Task instructions - In the data, find each line where the word "index" appears and list that line.
☆ ☆ ☆
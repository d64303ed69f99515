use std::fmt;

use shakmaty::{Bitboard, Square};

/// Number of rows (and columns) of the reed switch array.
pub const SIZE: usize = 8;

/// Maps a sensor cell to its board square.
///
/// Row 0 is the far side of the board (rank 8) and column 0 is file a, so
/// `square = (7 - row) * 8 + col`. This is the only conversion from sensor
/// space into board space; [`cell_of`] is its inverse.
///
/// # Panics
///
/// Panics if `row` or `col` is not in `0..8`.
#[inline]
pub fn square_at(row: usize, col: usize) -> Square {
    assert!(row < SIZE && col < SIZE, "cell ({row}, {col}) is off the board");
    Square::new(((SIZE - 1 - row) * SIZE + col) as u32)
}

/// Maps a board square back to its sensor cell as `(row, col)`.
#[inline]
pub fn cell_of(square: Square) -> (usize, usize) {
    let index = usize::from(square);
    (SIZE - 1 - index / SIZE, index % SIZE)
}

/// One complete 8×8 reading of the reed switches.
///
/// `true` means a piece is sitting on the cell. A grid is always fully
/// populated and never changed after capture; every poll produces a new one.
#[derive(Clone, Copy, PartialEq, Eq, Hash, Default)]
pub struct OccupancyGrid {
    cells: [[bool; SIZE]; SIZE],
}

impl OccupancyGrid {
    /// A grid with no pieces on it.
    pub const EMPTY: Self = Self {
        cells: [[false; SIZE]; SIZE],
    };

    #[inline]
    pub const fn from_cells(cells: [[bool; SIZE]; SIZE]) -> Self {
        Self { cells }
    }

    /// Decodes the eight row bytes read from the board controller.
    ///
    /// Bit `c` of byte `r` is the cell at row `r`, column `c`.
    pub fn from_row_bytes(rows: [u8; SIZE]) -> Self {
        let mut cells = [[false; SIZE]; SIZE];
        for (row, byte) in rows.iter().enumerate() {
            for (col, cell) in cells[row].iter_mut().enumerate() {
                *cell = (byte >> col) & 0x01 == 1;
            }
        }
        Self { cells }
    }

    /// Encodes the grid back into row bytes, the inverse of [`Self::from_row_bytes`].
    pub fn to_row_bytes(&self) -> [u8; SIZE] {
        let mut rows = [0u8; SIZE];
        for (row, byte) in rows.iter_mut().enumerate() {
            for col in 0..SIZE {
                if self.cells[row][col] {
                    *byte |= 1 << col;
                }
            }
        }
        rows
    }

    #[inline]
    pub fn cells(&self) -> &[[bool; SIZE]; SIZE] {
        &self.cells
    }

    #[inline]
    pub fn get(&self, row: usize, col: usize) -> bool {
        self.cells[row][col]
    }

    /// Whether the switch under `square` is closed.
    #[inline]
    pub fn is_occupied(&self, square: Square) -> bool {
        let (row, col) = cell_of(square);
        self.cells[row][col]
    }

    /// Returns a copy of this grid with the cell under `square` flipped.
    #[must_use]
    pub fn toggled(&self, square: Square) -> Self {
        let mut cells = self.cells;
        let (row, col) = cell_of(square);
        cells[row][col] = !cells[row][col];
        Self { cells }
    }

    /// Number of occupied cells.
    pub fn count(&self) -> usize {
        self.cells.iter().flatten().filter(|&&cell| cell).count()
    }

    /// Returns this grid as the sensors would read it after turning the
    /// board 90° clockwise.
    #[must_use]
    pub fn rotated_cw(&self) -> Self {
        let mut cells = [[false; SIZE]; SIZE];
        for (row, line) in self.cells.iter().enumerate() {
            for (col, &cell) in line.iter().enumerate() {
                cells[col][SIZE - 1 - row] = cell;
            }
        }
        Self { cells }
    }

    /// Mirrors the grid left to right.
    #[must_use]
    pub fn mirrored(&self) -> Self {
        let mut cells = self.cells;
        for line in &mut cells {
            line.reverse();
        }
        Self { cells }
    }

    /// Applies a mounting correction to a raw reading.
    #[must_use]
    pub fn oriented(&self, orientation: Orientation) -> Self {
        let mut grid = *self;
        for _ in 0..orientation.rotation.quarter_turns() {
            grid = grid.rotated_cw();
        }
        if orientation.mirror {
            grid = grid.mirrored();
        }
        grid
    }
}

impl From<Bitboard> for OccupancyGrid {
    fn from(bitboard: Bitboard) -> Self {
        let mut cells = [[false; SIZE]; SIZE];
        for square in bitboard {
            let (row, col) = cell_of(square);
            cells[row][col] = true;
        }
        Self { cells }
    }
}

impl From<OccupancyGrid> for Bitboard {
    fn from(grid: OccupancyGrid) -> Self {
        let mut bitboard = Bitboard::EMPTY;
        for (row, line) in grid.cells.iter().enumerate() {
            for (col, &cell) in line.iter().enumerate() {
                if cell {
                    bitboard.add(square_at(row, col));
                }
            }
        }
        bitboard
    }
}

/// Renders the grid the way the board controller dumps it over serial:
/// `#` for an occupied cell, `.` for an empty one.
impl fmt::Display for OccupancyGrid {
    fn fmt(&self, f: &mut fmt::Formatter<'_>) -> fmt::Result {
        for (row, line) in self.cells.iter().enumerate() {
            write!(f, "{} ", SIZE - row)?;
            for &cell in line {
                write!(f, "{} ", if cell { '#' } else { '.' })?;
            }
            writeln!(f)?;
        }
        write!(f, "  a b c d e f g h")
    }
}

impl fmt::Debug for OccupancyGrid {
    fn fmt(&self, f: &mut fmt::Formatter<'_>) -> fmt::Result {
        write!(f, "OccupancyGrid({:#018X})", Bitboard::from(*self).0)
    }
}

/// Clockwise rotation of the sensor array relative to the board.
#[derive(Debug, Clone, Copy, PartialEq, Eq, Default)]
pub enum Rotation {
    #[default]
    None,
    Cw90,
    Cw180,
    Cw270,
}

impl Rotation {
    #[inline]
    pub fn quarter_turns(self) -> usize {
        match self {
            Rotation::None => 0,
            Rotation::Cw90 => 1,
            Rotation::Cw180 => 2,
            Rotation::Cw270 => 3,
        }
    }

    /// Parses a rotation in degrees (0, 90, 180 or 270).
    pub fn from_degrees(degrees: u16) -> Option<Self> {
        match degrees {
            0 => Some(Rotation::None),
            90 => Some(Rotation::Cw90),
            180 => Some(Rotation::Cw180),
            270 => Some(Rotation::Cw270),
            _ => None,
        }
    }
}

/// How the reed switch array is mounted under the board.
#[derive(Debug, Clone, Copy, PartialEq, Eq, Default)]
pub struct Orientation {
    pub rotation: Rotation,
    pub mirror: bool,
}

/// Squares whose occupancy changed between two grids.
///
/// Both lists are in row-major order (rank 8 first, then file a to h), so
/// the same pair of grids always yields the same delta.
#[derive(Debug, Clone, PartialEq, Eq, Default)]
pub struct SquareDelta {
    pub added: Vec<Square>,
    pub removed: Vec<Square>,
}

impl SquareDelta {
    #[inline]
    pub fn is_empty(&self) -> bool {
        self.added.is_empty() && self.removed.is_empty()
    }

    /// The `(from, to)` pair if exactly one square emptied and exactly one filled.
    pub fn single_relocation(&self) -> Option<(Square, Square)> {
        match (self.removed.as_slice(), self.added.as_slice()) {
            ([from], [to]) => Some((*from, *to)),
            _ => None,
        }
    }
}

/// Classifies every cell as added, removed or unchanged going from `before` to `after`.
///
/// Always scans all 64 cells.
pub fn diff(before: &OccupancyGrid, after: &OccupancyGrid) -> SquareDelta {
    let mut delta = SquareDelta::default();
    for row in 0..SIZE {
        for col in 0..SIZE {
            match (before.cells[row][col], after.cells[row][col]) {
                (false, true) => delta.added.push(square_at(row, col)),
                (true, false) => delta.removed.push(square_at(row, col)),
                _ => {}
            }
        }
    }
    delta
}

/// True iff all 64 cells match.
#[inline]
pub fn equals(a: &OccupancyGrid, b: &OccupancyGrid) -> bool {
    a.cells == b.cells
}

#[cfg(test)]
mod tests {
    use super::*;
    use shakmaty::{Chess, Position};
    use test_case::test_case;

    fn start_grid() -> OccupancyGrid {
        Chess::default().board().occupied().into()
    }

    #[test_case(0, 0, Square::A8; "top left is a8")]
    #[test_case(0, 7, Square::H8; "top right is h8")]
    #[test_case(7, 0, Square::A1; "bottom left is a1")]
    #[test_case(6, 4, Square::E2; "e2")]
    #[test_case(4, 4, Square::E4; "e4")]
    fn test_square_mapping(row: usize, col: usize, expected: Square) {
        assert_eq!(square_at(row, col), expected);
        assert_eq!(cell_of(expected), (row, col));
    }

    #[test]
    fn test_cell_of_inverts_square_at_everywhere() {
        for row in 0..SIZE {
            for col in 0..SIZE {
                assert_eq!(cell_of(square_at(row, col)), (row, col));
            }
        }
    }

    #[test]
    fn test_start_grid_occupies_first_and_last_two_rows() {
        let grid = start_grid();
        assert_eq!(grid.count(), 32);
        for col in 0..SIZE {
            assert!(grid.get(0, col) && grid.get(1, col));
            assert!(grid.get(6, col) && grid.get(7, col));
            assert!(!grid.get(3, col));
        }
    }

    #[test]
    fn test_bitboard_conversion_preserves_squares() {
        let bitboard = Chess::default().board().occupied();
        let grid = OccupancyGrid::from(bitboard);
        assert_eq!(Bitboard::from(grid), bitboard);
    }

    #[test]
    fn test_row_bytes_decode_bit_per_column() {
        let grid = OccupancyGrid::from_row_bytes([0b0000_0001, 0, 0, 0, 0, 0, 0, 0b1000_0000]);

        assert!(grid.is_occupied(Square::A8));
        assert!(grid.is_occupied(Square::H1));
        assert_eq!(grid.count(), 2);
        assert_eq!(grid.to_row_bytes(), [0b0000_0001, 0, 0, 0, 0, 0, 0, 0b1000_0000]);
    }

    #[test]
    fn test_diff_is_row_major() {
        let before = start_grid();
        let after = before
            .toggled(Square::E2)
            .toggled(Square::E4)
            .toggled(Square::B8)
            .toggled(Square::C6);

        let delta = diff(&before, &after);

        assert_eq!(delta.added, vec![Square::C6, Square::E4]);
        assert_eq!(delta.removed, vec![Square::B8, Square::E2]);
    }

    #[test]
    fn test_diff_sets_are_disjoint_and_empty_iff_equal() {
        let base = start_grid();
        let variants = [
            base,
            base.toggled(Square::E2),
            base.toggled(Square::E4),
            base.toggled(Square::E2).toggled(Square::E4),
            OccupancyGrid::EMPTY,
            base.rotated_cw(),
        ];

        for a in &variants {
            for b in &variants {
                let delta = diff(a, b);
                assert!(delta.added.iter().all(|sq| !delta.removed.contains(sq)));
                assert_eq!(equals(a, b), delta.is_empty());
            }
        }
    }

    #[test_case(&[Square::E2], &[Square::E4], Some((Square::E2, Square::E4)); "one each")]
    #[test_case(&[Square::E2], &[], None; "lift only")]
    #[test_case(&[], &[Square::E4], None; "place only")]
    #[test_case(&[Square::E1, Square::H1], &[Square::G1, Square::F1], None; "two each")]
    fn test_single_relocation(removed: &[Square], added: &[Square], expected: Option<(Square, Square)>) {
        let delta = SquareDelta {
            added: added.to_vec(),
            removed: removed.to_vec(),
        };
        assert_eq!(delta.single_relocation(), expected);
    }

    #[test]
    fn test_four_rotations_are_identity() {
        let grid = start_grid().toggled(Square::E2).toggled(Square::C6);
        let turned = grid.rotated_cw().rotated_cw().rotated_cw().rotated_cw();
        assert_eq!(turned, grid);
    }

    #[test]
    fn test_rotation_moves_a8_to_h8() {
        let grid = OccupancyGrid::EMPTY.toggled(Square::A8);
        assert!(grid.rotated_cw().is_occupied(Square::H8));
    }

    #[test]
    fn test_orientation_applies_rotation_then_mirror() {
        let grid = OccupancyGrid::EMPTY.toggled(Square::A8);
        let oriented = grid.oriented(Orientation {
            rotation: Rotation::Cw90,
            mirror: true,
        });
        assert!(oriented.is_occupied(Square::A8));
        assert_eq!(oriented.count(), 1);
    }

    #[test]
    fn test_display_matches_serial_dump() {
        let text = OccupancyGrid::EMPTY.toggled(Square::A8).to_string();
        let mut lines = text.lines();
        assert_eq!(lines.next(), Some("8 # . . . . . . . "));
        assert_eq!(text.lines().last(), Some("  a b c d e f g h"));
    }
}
☆ ☆ ☆
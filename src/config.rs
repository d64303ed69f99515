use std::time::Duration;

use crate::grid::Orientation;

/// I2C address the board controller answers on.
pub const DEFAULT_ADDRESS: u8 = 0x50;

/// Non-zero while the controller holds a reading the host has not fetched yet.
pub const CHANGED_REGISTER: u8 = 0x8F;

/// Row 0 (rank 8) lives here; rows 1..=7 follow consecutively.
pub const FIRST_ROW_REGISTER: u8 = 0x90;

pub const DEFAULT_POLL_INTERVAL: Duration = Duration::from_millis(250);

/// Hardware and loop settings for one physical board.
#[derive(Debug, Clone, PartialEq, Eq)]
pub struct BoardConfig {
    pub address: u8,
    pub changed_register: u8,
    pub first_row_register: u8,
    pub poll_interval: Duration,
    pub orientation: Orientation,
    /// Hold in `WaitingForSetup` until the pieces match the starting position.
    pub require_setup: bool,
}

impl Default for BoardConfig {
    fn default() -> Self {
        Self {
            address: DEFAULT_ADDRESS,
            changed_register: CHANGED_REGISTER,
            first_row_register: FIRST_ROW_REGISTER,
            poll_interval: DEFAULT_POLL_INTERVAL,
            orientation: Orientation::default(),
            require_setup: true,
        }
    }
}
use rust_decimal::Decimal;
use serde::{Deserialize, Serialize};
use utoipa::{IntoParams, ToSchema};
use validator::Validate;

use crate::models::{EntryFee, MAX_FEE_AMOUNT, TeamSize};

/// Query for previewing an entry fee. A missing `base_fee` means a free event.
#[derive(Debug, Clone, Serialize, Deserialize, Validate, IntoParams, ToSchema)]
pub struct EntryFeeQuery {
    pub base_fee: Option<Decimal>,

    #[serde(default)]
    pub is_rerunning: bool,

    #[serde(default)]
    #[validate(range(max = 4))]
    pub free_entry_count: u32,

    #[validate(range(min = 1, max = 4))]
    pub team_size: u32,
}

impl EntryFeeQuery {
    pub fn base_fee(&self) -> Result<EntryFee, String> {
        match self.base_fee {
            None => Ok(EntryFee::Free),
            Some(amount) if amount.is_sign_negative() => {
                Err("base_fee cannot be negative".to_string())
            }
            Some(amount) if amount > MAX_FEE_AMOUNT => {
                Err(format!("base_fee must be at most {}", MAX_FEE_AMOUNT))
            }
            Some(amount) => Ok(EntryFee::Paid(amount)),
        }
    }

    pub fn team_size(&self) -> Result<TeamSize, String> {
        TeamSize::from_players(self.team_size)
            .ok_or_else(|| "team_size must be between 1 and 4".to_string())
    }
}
☆ ☆ ☆
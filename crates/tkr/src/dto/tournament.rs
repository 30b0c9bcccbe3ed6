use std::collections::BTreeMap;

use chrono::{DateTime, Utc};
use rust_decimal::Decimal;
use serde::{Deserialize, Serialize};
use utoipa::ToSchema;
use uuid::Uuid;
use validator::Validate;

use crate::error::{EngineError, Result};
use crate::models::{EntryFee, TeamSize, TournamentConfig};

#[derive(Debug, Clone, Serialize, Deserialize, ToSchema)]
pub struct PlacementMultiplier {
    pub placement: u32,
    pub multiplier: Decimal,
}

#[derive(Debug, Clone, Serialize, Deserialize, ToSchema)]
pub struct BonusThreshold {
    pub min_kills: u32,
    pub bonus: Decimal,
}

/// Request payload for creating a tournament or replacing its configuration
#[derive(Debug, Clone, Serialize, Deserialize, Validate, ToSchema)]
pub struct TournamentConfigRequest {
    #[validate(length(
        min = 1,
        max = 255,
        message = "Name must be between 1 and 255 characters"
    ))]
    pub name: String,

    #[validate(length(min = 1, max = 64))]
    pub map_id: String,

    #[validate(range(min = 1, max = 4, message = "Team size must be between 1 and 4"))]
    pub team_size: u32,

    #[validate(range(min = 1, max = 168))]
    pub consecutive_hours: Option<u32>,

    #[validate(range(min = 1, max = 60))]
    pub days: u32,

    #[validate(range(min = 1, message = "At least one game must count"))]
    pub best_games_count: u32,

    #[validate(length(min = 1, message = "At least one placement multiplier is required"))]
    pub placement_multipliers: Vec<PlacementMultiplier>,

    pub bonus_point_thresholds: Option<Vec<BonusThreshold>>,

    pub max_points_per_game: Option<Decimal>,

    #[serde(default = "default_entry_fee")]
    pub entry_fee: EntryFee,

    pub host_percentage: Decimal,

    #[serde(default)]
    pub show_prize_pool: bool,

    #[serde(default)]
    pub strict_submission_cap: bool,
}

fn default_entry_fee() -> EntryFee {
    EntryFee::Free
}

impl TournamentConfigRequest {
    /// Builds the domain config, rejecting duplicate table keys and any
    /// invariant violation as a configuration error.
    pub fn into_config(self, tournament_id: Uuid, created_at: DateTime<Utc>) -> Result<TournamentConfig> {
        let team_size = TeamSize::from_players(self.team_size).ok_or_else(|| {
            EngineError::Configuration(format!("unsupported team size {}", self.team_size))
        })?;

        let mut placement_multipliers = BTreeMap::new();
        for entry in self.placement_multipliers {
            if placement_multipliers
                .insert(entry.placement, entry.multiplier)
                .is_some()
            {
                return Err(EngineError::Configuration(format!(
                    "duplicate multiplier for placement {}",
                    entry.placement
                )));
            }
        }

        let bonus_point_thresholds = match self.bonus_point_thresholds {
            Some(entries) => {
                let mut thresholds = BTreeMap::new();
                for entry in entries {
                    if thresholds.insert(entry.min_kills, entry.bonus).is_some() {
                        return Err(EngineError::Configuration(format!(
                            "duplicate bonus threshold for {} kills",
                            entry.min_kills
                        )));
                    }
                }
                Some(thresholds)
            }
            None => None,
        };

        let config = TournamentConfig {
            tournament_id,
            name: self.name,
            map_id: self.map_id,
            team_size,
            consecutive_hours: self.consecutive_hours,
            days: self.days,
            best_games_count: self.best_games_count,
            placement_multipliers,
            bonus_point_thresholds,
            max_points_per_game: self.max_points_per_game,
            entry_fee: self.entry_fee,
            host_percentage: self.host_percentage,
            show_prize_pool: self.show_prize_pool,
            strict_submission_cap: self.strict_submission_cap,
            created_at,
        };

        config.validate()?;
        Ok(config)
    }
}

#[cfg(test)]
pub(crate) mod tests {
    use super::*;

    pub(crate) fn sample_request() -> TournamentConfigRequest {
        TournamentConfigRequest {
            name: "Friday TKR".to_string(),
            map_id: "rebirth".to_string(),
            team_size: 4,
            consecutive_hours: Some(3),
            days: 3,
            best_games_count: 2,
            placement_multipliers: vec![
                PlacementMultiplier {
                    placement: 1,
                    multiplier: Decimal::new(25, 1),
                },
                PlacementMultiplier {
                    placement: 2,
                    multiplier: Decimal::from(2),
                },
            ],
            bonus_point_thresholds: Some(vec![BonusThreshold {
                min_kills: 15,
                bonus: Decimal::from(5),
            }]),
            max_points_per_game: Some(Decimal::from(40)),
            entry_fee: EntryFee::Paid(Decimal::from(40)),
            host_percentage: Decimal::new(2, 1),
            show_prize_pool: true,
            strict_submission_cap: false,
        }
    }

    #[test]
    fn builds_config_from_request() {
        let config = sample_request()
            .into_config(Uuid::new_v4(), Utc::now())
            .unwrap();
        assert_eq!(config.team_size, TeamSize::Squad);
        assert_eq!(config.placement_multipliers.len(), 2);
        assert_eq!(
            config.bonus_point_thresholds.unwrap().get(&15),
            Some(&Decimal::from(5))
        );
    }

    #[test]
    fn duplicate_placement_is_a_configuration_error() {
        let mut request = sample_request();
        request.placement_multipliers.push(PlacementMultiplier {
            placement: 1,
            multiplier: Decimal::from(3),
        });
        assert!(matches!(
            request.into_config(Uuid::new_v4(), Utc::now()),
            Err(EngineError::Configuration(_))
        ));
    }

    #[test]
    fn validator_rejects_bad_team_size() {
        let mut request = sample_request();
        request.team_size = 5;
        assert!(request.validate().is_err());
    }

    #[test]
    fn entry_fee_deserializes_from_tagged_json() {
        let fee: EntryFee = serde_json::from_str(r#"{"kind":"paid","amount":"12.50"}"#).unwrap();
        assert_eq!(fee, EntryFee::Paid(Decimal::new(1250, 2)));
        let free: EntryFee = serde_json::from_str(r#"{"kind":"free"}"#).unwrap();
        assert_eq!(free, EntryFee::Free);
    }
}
☆ ☆ ☆
Exercise result -
    let index = usize::from(square);
    (SIZE - 1 - index / SIZE, index % SIZE)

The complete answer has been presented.